What you need to do:
Repeat only the stretch of lines below that runs from the line with "for date in" through the line with "let latest: CreationRequest", unaltered.

Raw data:

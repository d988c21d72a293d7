use serde::{Deserialize, Deserializer, Serialize};
use time::OffsetDateTime;
use url::Url;
use uuid::Uuid;

use crate::errors::BackendError;

/// A single recording in the metadata store.
#[derive(Clone, Debug, Deserialize, PartialEq, Serialize)]
#[serde(rename_all = "camelCase")]
pub struct Recording {
    /// The ID of the recording. Assigned by the store.
    pub id: Uuid,

    /// The owner, as reported by the authentication provider.
    pub user_id: String,

    /// The owner’s email address at creation time.
    pub email: String,

    /// The display name.
    pub name: String,

    /// The public URL of the audio.
    pub audio_url: Url,

    /// The sort key for listings.
    #[serde(with = "time::serde::timestamp")]
    pub date: OffsetDateTime,

    /// The generated summary, if one was stored.
    #[serde(default, skip_serializing_if = "Option::is_none")]
    pub summary: Option<String>,
}

/// The validated, caller-supplied part of a recording.
#[derive(Clone, Debug, PartialEq)]
pub struct RecordingDetails {
    user_id: String,
    email: String,
    name: RecordingName,
}

impl RecordingDetails {
    /// Validates the three required text fields.
    pub fn new(
        user_id: Option<String>,
        email: Option<String>,
        name: Option<String>,
    ) -> Result<Self, BackendError> {
        Ok(RecordingDetails {
            user_id: required("userId", user_id)?,
            email: required("email", email)?,
            name: RecordingName::new(name.unwrap_or_default())?,
        })
    }

    pub fn user_id(&self) -> &str {
        &self.user_id
    }

    pub fn email(&self) -> &str {
        &self.email
    }

    pub fn name(&self) -> &RecordingName {
        &self.name
    }

    /// Attaches the location of the uploaded audio.
    pub fn with_audio(self, audio_url: Url, date: Option<OffsetDateTime>) -> NewRecording {
        NewRecording {
            details: self,
            audio_url,
            date,
        }
    }
}

/// A recording that has not been stored yet.
#[derive(Clone, Debug, PartialEq)]
pub struct NewRecording {
    pub(crate) details: RecordingDetails,
    pub(crate) audio_url: Url,

    /// Defaults to the time of insertion.
    pub(crate) date: Option<OffsetDateTime>,
}

impl NewRecording {
    pub fn details(&self) -> &RecordingDetails {
        &self.details
    }

    pub fn audio_url(&self) -> &Url {
        &self.audio_url
    }

    pub fn date(&self) -> Option<OffsetDateTime> {
        self.date
    }
}

/// A non-blank display name, trimmed.
#[derive(Clone, Debug, Eq, PartialEq)]
pub struct RecordingName(String);

impl RecordingName {
    pub fn new(name: impl AsRef<str>) -> Result<Self, BackendError> {
        let name = name.as_ref().trim();

        if name.is_empty() {
            Err(BackendError::missing("name"))
        } else {
            Ok(RecordingName(name.to_owned()))
        }
    }

    pub fn as_str(&self) -> &str {
        &self.0
    }
}

impl AsRef<str> for RecordingName {
    fn as_ref(&self) -> &str {
        &self.0
    }
}

impl From<RecordingName> for String {
    fn from(name: RecordingName) -> Self {
        name.0
    }
}

/// The JSON body of a metadata-only creation request.
#[derive(Clone, Debug, Default, Deserialize)]
#[serde(rename_all = "camelCase")]
pub struct CreationRequest {
    #[serde(default)]
    pub user_id: Option<String>,
    #[serde(default)]
    pub email: Option<String>,
    #[serde(default)]
    pub name: Option<String>,
    #[serde(default)]
    pub audio_url: Option<String>,
    #[serde(default, deserialize_with = "deserialize_date")]
    pub date: Option<OffsetDateTime>,
}

impl CreationRequest {
    pub fn validate(self) -> Result<NewRecording, BackendError> {
        let details = RecordingDetails::new(self.user_id, self.email, self.name)?;
        let audio_url = required("audioUrl", self.audio_url)?;
        let audio_url = Url::parse(&audio_url).map_err(|e| BackendError::InvalidField {
            field: "audioUrl",
            reason: e.to_string(),
        })?;

        Ok(details.with_audio(audio_url, self.date))
    }
}

/// The JSON body of a rename request.
#[derive(Clone, Debug, Default, Deserialize, Serialize)]
#[serde(rename_all = "camelCase")]
pub struct RenameRequest {
    #[serde(default)]
    pub id: Option<String>,
    #[serde(default)]
    pub new_name: Option<String>,
}

/// Returns the trimmed value, or an error naming the field if it is
/// missing or blank.
pub(crate) fn required(field: &'static str, value: Option<String>) -> Result<String, BackendError> {
    match value {
        Some(value) if !value.trim().is_empty() => Ok(value.trim().to_owned()),
        _ => Err(BackendError::missing(field)),
    }
}

#[derive(Deserialize)]
#[serde(untagged)]
enum DateInput {
    Timestamp(i64),
    Text(String),
}

/// The earliest instant a `timestamptz` column holds, 4714-11-24 BC.
const MIN_TIMESTAMP: i64 = -210_866_803_200;

/// The last second of 9999, the latest instant RFC 3339 can express.
const MAX_TIMESTAMP: i64 = 253_402_300_799;

/// Accepts either a Unix timestamp in seconds or an RFC 3339 string.
/// Instants the database cannot store are refused here.
fn deserialize_date<'de, D>(deserializer: D) -> Result<Option<OffsetDateTime>, D::Error>
where
    D: Deserializer<'de>,
{
    use serde::de::Error;

    let input: Option<DateInput> = Option::deserialize(deserializer)?;

    let date = match input {
        None => return Ok(None),
        Some(DateInput::Timestamp(seconds)) => {
            if !(MIN_TIMESTAMP..=MAX_TIMESTAMP).contains(&seconds) {
                return Err(D::Error::custom(format!("date {} out of range", seconds)));
            }

            OffsetDateTime::from_unix_timestamp(seconds)
        }
        Some(DateInput::Text(text)) => OffsetDateTime::parse(&text, time::Format::Rfc3339)
            .map_err(|e| D::Error::custom(format!("invalid date {:?}: {}", text, e)))?,
    };

    if !(MIN_TIMESTAMP..=MAX_TIMESTAMP).contains(&date.timestamp()) {
        return Err(D::Error::custom(format!("date {} out of range", date.timestamp())));
    }

    Ok(Some(date))
}

#[cfg(test)]
mod test {
    use super::*;

    fn request() -> CreationRequest {
        CreationRequest {
            user_id: Some("u1".to_owned()),
            email: Some("a@x.com".to_owned()),
            name: Some("Lec1".to_owned()),
            audio_url: Some("https://blob/1.webm".to_owned()),
            date: None,
        }
    }

    #[test]
    fn complete_requests_validate() {
        let new = request().validate().expect("validate complete request");

        assert_eq!(new.details().user_id(), "u1");
        assert_eq!(new.details().name().as_str(), "Lec1");
        assert_eq!(new.audio_url().as_str(), "https://blob/1.webm");
        assert_eq!(new.date(), None);
    }

    #[test]
    fn each_required_field_is_checked() {
        let cases: Vec<(&str, Box<dyn Fn(&mut CreationRequest)>)> = vec![
            ("userId", Box::new(|r: &mut CreationRequest| r.user_id = None)),
            ("email", Box::new(|r: &mut CreationRequest| r.email = Some("".to_owned()))),
            ("name", Box::new(|r: &mut CreationRequest| r.name = Some("   ".to_owned()))),
            ("audioUrl", Box::new(|r: &mut CreationRequest| r.audio_url = None)),
        ];

        for (expected, mutate) in cases {
            let mut r = request();
            mutate(&mut r);

            match r.validate() {
                Err(BackendError::MissingField { field }) => assert_eq!(field, expected),
                other => panic!("expected {} to be reported missing, got {:?}", expected, other),
            }
        }
    }

    #[test]
    fn names_are_trimmed_and_must_not_be_blank() {
        assert_eq!(RecordingName::new("  Week 3 ").unwrap().as_str(), "Week 3");
        assert!(RecordingName::new("").is_err());
        assert!(RecordingName::new("\t\n").is_err());
    }

    #[test]
    fn dates_accept_timestamps_and_rfc3339() {
        let from_number: CreationRequest =
            serde_json::from_str(r#"{"date": 1700000000}"#).expect("parse timestamp");
        assert_eq!(from_number.date.unwrap().timestamp(), 1_700_000_000);

        let from_text: CreationRequest =
            serde_json::from_str(r#"{"date": "2023-11-14T22:13:20+00:00"}"#).expect("parse text");
        assert_eq!(from_text.date.unwrap().timestamp(), 1_700_000_000);

        let absent: CreationRequest = serde_json::from_str("{}").expect("parse empty");
        assert!(absent.date.is_none());

        assert!(serde_json::from_str::<CreationRequest>(r#"{"date": "yesterday"}"#).is_err());
    }

    #[test]
    fn dates_outside_the_storable_range_are_refused() {
        for date in &[
            "9000000000000000000",
            "-9000000000000000000",
            "253402300800",
            "-210866803201",
        ] {
            let body = format!(r#"{{"date": {}}}"#, date);
            let error = serde_json::from_str::<CreationRequest>(&body).unwrap_err();

            assert!(error.to_string().contains("out of range"), "{}: {}", date, error);
        }

        let earliest = format!(r#"{{"date": {}}}"#, MIN_TIMESTAMP);
        let parsed: CreationRequest = serde_json::from_str(&earliest).expect("parse earliest");
        assert_eq!(parsed.date.unwrap().timestamp(), MIN_TIMESTAMP);

        let latest: CreationRequest =
            serde_json::from_str(r#"{"date": "9999-12-31T23:59:59+00:00"}"#).expect("parse latest");
        assert_eq!(latest.date.unwrap().timestamp(), MAX_TIMESTAMP);
    }

    #[test]
    fn recordings_serialize_with_camel_case_fields() {
        let recording = Recording {
            id: Uuid::nil(),
            user_id: "u1".to_owned(),
            email: "a@x.com".to_owned(),
            name: "Lec1".to_owned(),
            audio_url: Url::parse("https://blob/1.webm").unwrap(),
            date: OffsetDateTime::from_unix_timestamp(1_700_000_000),
            summary: None,
        };

        let value = serde_json::to_value(&recording).unwrap();
        assert_eq!(value["userId"], "u1");
        assert_eq!(value["audioUrl"], "https://blob/1.webm");
        assert_eq!(value["date"], 1_700_000_000);
        assert!(value.get("summary").is_none());
    }
}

Task result:
        for date in &[
            "9000000000000000000",
            "-9000000000000000000",
            "253402300800",
            "-210866803201",
        ] {
            let body = format!(r#"{{"date": {}}}"#, date);
            let error = serde_json::from_str::<CreationRequest>(&body).unwrap_err();

            assert!(error.to_string().contains("out of range"), "{}: {}", date, error);
        }

        let earliest = format!(r#"{{"date": {}}}"#, MIN_TIMESTAMP);
        let parsed: CreationRequest = serde_json::from_str(&earliest).expect("parse earliest");
        assert_eq!(parsed.date.unwrap().timestamp(), MIN_TIMESTAMP);

        let latest: CreationRequest =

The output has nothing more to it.